WHAT TO WORK ON => Only a number is wanted: how many lines of the entries include the string "format"?

DATA FOR THIS EXERCISE =>
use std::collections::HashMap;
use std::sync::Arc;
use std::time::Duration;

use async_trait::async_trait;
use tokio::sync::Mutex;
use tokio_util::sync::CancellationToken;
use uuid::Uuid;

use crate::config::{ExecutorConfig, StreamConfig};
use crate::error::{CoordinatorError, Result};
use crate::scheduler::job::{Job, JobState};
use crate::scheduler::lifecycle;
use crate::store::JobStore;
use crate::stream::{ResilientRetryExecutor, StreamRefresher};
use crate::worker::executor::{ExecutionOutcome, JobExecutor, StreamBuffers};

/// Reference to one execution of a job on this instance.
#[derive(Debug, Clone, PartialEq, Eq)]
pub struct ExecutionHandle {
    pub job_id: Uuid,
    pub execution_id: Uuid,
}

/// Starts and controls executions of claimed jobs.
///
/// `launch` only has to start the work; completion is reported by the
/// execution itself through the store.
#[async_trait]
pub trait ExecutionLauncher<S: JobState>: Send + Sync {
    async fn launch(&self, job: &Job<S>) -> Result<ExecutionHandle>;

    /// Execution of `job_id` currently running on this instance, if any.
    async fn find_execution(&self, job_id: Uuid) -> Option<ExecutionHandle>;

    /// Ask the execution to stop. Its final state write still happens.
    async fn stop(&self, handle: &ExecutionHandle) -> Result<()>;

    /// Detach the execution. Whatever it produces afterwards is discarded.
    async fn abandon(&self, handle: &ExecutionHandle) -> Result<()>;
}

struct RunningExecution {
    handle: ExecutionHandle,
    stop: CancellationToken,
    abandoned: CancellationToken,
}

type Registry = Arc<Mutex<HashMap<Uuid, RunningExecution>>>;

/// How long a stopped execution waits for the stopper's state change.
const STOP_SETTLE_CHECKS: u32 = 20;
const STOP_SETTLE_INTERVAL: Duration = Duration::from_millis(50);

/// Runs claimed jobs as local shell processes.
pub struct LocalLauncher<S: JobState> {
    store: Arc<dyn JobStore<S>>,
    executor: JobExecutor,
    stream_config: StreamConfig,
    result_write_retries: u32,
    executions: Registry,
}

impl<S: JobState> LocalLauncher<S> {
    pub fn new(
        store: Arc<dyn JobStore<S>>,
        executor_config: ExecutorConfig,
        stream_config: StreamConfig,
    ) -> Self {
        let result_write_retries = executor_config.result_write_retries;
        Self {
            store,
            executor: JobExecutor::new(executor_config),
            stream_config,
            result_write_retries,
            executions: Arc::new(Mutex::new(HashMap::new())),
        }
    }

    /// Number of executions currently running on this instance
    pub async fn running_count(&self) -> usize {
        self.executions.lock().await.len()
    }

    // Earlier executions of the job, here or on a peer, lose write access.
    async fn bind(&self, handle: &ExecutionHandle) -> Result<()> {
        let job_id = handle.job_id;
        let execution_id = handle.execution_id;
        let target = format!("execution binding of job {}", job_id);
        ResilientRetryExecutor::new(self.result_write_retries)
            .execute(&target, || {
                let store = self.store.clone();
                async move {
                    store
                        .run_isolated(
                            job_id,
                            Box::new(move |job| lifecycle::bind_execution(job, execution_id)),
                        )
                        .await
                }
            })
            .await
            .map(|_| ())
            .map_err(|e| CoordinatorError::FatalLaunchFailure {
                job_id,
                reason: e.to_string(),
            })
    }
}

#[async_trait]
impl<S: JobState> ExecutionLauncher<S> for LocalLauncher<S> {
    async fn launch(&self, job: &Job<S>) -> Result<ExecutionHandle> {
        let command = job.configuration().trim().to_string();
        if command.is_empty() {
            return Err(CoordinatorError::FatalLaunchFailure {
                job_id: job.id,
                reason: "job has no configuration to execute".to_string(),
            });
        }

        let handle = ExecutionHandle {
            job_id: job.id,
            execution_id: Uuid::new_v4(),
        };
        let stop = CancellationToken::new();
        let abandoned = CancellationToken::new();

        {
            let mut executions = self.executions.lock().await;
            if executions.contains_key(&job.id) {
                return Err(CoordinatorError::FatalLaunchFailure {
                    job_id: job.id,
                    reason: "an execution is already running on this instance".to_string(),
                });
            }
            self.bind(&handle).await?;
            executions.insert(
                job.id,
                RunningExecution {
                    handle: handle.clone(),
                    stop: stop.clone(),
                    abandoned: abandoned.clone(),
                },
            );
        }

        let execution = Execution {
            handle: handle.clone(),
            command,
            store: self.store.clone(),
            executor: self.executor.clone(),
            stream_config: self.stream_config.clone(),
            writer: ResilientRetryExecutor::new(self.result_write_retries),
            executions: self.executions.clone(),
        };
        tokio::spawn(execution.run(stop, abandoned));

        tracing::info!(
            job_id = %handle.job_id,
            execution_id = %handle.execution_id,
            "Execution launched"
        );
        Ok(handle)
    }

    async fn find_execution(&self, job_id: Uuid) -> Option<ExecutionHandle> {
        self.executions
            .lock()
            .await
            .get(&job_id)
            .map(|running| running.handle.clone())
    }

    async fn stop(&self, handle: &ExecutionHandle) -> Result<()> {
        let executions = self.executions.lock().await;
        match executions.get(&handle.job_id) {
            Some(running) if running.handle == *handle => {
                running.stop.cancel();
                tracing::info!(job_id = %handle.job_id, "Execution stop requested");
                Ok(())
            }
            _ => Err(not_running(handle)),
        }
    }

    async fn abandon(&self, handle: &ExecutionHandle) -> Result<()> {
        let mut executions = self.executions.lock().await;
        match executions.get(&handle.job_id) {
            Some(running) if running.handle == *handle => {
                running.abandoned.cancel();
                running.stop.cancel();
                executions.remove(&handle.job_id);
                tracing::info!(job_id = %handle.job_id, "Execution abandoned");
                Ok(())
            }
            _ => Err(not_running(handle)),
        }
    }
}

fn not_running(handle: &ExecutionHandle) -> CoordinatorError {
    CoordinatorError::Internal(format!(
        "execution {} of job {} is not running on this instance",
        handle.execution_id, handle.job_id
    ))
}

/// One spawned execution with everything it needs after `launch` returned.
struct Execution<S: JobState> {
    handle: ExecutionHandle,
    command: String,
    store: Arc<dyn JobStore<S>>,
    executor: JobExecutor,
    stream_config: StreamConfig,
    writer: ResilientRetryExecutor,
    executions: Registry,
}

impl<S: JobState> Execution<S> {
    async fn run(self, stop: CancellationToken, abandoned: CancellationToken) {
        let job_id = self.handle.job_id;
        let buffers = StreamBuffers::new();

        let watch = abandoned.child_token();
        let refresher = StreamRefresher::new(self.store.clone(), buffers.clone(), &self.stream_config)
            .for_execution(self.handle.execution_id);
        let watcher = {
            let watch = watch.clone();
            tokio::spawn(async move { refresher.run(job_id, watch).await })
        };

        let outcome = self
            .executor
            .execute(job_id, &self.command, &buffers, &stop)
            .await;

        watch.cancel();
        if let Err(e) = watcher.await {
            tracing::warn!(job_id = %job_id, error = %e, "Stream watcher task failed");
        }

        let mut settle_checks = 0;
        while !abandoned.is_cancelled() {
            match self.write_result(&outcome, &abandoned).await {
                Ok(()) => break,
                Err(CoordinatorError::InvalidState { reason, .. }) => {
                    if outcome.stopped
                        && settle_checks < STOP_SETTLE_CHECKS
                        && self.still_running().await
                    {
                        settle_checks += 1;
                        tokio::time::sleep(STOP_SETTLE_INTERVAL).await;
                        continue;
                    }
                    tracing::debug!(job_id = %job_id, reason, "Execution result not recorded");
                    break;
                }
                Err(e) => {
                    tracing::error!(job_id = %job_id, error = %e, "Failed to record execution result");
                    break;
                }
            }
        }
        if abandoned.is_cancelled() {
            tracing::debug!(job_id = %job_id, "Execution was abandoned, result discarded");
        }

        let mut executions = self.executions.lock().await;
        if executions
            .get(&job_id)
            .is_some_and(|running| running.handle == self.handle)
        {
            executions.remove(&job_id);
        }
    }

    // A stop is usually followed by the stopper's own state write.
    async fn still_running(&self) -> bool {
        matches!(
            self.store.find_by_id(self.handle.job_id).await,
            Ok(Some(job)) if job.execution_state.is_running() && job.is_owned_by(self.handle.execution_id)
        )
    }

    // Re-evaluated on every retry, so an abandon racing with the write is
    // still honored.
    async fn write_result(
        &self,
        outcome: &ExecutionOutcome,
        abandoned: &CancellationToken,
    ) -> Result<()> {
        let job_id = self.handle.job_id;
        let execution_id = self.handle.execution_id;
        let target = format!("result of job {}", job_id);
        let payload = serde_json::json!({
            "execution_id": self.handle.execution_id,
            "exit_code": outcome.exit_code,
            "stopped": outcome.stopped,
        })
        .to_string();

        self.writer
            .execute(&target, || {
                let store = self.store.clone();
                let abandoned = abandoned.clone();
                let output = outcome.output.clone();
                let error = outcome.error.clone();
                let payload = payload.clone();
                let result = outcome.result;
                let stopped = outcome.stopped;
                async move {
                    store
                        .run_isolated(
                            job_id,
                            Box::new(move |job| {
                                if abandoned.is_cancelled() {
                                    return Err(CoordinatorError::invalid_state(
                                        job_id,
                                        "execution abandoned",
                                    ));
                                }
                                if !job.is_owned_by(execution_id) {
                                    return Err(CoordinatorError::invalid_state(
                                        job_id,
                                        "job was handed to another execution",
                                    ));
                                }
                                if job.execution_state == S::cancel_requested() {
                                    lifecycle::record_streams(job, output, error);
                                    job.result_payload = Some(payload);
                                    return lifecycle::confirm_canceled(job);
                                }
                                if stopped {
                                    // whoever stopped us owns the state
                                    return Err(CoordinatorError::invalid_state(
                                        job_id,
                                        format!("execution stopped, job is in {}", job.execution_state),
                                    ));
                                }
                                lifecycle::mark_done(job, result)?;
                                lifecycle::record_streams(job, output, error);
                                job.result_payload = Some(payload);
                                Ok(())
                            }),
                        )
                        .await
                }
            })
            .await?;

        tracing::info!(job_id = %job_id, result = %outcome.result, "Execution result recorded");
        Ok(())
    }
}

EXERCISE RESULT => 4